People who have lived with mental health issues meet at support groups to vent and relate. (Photo: Ben DuPlessis)

If you’re having mental health issues but you’re hesitant to approach a professional for help, consider peer support groups — places where people who understand meet to unwind and relate.

Bill Travis, NSCAD’s disability resource facilitator, meets with students in the NSCAD Mental Health Working Group to organize events and gatherings, all in the name of supporting each other.

It’s a network of students who empathize, who’ve been through the same things — a more human adjunct to counselling or a psychologist’s office. Travis says students find it helpful to “hear from a student who’s actually made that step before” — seeking a diagnosis for the first time.
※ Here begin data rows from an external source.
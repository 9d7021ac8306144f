use chrono::{DateTime, Duration, Utc};
use std::sync::{Mutex, MutexGuard, PoisonError};

/// Rate limiter for preventing notification spam
///
/// Enforces a minimum interval between notifications. The limit is global:
/// once a notification goes out, every further error is suppressed until the
/// interval has elapsed, whatever its level or keyword.
///
/// Checking and consuming a permit happen under one lock, so concurrent
/// callers can never both be granted the same window.
#[derive(Debug)]
pub struct RateLimiter {
    /// Minimum spacing between granted permits
    min_interval: Duration,
    /// When the last permit was granted; `None` until the first one
    last_sent_at: Mutex<Option<DateTime<Utc>>>,
}

impl Default for RateLimiter {
    fn default() -> Self {
        Self::new(300) // Default: one notification burst every 5 minutes
    }
}

impl RateLimiter {
    /// Create a new rate limiter with the given minimum interval
    ///
    /// # Arguments
    ///
    /// * `min_interval_seconds` - Seconds that must pass between notifications
    pub fn new(min_interval_seconds: u64) -> Self {
        let min_interval = i64::try_from(min_interval_seconds)
            .ok()
            .and_then(Duration::try_seconds)
            .unwrap_or(Duration::MAX);

        Self {
            min_interval,
            last_sent_at: Mutex::new(None),
        }
    }

    fn lock(&self) -> MutexGuard<'_, Option<DateTime<Utc>>> {
        self.last_sent_at
            .lock()
            .unwrap_or_else(PoisonError::into_inner)
    }

    /// Try to take the permit for a notification now
    ///
    /// # Returns
    ///
    /// `true` if the interval has elapsed; the permit is consumed by this call.
    /// `false` if rate limited, leaving the state unchanged.
    pub fn permit(&self) -> bool {
        self.permit_at(Utc::now())
    }

    /// Try to take the permit at a specific time
    ///
    /// This is primarily used for testing with controlled timestamps.
    /// The first permit is always granted, whatever the interval.
    pub fn permit_at(&self, now: DateTime<Utc>) -> bool {
        let mut last_sent_at = self.lock();
        let permitted = match *last_sent_at {
            None => true,
            Some(last) => now.signed_duration_since(last) >= self.min_interval,
        };
        if permitted {
            *last_sent_at = Some(now);
        }
        permitted
    }

    /// Forget the last notification so the next call is permitted
    pub fn reset(&self) {
        *self.lock() = None;
    }

    /// Time left until the next permit can be granted
    pub fn remaining(&self) -> Duration {
        self.remaining_at(Utc::now())
    }

    pub fn remaining_at(&self, now: DateTime<Utc>) -> Duration {
        let Some(last) = *self.lock() else {
            return Duration::zero();
        };
        let elapsed = now.signed_duration_since(last);
        self.min_interval
            .checked_sub(&elapsed)
            .unwrap_or(self.min_interval)
            .max(Duration::zero())
    }

    pub fn min_interval(&self) -> Duration {
        self.min_interval
    }

    /// When the last permit was granted, if ever
    pub fn last_sent_at(&self) -> Option<DateTime<Utc>> {
        *self.lock()
    }
}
Hearing from people who really know mental illness from experience is different and more approachable than just hearing people speak about mental illness, he says.

A huge part of the struggle, says Travis, is thinking you’re alone. The numbers say otherwise: the Canadian Mental Health Association says one in every five Canadians will experience a mental illness in their lifetime.

A 2013 American College Health Association survey of 153 post-secondary American colleges found that 51.3 per cent of students had “felt overwhelming anxiety” in the last year, while 31.8 per cent had “felt so depressed that it was difficult to function.” Eight per cent had “seriously considered suicide.”

Peer support groups can help warm people to the idea of approaching a professional, which some people find cold or intimidating.

Counsellors and psychologists are “looking for a diagnosis, they’re looking to sum you up,” says Travis. The effect can be alienating.

The NSCAD peer support group wants school staff trained in mental health first aid, safe techniques for talking to struggling students. (Photo: Ben DuPlessis)

NSCAD’s peer support group started three years ago, when some senior students wanted a place to open up about teachers and staff at NSCAD. Predominantly coffee drinkers, they started the Mental Health Coffee Hour, says Travis. It eventually grew into the working group, providing a safe place for more discussions of mental health from first voices.

Gathering for drinks is still one of the more popular events planned by the working group, though they’ve dropped coffee for tea. Travis doesn’t go, saying that would violate the students-only vibe, but he hears about ideas and discussions from the attendees afterward, as well as putting any changes into effect at the school.

Travis says the group “puts a face on mental health and NSCAD” so students know they aren’t alone, that other students deal with issues of mental health. It’s real, normal and not an isolated abstraction.

James Pottie, co-coordinator of a similar peer support group at the University of King’s College, says, “The best benefit to these support groups is seeing people your own age, on your level, going through the same thing.”

The King’s Mental Health Awareness Collective meets every other Saturday with snacks. Pottie says everyone who comes is equal.

Pottie first went to a meeting last March after realizing he needed help with personal mental health. He was immediately drawn into the welcoming environment. He enjoyed the group so much he took on an administrative role this year, and says he’s “heard some of the most heartfelt things.”

“Sometimes it’s not up to you, it up to your brain chemistry.”

Apart from the meetings, the King’s collective also hosts public events to raise awareness. Last semester the group held a public “de-stressing” day, which featured activities, like hitting a punching bag, to minimize stress.

Pottie says they are hoping to run a similar event this semester.